Stored dataset items:
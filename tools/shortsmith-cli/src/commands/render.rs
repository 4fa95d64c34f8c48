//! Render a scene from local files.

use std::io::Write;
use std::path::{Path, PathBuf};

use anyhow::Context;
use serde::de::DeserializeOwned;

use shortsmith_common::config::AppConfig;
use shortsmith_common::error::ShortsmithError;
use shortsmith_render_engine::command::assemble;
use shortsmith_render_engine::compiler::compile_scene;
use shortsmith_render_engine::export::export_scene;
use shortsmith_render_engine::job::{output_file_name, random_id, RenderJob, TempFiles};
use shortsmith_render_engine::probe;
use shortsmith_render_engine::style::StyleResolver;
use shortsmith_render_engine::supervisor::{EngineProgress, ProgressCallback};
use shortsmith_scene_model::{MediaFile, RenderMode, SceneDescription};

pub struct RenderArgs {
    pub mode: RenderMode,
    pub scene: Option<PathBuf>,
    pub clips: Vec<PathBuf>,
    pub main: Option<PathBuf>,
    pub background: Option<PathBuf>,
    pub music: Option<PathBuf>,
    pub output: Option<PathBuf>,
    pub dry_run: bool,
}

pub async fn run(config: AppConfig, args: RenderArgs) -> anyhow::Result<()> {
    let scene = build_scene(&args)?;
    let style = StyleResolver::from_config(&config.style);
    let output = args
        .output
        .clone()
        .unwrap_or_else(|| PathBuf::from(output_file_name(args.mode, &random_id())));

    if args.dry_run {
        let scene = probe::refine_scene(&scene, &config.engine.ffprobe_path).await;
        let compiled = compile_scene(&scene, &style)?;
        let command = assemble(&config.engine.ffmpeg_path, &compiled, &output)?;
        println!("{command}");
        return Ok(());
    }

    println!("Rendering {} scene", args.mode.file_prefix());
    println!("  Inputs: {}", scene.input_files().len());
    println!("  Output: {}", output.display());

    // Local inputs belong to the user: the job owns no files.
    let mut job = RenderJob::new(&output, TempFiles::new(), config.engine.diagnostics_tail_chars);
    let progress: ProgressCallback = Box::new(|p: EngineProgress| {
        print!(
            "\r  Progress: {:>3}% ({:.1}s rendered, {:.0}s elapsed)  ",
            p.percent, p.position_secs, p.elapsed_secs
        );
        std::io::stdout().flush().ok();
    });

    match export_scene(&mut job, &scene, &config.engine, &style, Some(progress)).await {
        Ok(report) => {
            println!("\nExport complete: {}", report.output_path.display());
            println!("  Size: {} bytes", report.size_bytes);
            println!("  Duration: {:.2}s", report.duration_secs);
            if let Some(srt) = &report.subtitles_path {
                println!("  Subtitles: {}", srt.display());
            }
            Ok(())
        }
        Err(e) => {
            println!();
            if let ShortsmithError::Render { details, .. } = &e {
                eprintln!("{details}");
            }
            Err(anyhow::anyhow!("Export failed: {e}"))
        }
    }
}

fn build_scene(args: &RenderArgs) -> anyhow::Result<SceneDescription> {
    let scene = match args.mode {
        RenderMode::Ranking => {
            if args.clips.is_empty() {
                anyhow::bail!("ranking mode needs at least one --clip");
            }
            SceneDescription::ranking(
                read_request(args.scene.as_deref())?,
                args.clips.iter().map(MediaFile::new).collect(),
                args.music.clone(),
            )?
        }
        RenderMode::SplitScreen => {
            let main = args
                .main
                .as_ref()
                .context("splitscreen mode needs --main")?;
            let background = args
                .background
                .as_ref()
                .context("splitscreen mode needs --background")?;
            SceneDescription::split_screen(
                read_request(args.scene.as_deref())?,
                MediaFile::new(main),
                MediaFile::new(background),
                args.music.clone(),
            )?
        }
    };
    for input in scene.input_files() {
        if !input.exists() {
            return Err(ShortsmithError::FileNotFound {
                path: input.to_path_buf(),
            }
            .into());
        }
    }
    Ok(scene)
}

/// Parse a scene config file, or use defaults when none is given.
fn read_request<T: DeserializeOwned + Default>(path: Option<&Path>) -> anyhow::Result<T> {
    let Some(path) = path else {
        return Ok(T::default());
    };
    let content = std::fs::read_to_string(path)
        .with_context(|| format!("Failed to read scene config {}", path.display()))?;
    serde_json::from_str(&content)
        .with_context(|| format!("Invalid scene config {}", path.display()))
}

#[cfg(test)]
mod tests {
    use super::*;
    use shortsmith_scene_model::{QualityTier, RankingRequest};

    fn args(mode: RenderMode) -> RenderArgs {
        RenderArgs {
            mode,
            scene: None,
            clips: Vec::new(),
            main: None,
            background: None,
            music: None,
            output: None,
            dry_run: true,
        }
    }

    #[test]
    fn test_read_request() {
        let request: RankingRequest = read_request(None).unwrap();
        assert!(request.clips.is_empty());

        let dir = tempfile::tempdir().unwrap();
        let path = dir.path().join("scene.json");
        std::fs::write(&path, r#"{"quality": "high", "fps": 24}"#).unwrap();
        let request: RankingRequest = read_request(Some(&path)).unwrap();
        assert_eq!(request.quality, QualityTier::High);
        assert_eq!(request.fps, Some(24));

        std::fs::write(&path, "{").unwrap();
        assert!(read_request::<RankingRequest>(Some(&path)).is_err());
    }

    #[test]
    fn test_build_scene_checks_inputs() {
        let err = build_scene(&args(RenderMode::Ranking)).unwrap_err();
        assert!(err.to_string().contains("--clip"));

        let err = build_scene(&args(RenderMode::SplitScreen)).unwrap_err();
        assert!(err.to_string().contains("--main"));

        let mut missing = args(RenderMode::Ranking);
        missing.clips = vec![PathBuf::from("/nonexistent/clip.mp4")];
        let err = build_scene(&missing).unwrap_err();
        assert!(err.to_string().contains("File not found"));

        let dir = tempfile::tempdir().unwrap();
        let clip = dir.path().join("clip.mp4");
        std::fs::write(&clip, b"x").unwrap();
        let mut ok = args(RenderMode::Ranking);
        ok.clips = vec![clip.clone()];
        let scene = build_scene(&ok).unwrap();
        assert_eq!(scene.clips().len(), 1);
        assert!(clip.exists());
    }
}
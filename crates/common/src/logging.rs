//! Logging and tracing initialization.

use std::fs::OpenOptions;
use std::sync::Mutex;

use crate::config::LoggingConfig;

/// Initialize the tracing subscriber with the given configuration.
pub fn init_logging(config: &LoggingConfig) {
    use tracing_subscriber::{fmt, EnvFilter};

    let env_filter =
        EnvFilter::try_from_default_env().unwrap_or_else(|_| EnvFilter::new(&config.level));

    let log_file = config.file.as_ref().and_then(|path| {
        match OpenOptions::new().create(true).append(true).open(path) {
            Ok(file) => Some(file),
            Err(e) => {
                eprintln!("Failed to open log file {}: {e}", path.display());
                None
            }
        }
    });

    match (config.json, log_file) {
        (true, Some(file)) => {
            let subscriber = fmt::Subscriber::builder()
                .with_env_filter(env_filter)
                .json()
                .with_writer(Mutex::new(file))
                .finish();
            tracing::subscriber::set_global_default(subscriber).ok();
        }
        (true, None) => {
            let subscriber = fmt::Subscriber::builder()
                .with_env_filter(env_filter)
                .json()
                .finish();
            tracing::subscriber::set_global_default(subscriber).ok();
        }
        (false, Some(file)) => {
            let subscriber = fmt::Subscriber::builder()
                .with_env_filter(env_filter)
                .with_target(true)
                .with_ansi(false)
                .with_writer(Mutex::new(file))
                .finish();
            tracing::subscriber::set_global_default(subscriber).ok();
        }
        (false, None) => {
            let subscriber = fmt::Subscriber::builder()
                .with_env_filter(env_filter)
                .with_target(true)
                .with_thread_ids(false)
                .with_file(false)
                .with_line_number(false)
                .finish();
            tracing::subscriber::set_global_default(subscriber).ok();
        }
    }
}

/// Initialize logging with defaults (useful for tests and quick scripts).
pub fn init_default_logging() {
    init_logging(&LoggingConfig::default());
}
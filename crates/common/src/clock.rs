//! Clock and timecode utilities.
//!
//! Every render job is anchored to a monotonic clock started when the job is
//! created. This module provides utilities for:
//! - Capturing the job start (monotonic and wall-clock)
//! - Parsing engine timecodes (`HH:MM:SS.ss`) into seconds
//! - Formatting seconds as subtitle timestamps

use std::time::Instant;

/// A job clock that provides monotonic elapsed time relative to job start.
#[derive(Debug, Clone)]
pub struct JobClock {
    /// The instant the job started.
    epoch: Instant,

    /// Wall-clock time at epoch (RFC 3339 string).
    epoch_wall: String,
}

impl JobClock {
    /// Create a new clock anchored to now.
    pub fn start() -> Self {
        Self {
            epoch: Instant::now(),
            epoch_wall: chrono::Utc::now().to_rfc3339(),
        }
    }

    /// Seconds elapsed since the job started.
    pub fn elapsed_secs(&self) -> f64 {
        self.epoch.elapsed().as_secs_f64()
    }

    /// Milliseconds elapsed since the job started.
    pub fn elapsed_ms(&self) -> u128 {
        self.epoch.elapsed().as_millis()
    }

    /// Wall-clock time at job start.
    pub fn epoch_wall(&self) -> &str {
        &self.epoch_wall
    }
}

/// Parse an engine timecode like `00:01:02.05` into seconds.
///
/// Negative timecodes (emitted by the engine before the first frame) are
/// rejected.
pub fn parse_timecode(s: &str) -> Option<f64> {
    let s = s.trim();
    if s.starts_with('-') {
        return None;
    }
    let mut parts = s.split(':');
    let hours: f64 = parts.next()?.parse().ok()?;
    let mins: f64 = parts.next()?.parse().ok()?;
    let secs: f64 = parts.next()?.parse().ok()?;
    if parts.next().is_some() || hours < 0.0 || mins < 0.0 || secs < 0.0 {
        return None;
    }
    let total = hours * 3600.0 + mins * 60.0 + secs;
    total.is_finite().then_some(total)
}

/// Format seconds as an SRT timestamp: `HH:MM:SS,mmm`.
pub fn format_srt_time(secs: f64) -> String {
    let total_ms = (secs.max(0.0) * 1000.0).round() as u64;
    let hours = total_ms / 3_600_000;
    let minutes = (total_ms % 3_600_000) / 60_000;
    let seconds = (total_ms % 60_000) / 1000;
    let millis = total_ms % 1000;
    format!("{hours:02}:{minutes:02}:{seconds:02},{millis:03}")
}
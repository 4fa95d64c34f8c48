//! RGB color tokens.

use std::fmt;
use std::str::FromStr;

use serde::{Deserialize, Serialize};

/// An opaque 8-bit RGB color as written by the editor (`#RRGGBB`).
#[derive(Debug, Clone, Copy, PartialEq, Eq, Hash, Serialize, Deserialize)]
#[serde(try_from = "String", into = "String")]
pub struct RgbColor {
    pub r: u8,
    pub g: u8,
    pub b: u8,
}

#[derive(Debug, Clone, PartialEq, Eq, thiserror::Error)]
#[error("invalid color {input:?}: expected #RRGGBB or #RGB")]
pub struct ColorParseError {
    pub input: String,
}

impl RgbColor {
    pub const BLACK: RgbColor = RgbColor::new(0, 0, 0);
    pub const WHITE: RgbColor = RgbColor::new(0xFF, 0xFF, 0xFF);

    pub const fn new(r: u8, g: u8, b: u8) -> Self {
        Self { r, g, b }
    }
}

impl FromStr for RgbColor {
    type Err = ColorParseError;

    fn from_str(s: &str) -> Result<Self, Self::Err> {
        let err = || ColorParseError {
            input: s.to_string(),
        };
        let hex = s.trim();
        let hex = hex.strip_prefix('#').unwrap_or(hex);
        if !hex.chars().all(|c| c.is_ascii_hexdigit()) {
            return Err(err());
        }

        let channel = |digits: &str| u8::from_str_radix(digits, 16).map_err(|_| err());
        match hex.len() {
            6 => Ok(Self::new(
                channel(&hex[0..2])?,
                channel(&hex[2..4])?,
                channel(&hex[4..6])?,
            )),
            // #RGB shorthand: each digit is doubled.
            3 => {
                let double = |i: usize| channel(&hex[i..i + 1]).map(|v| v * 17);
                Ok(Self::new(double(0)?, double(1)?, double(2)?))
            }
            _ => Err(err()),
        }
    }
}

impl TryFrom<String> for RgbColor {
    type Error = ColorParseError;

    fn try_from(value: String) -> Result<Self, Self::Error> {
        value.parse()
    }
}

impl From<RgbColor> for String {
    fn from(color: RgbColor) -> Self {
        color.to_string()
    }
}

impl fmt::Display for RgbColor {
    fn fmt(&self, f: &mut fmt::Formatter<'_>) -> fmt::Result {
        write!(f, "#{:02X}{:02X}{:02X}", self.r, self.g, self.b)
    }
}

Task to complete: Take the records above and return, word for word, only the lines that fall from the line with "let err = build_scene(&args(RenderMode::Ranking)).unwrap_err();" to the line with "let mut missing", both of them included.

Expected answer:
        let err = build_scene(&args(RenderMode::Ranking)).unwrap_err();
        assert!(err.to_string().contains("--clip"));

        let err = build_scene(&args(RenderMode::SplitScreen)).unwrap_err();
        assert!(err.to_string().contains("--main"));

        let mut missing = args(RenderMode::Ranking);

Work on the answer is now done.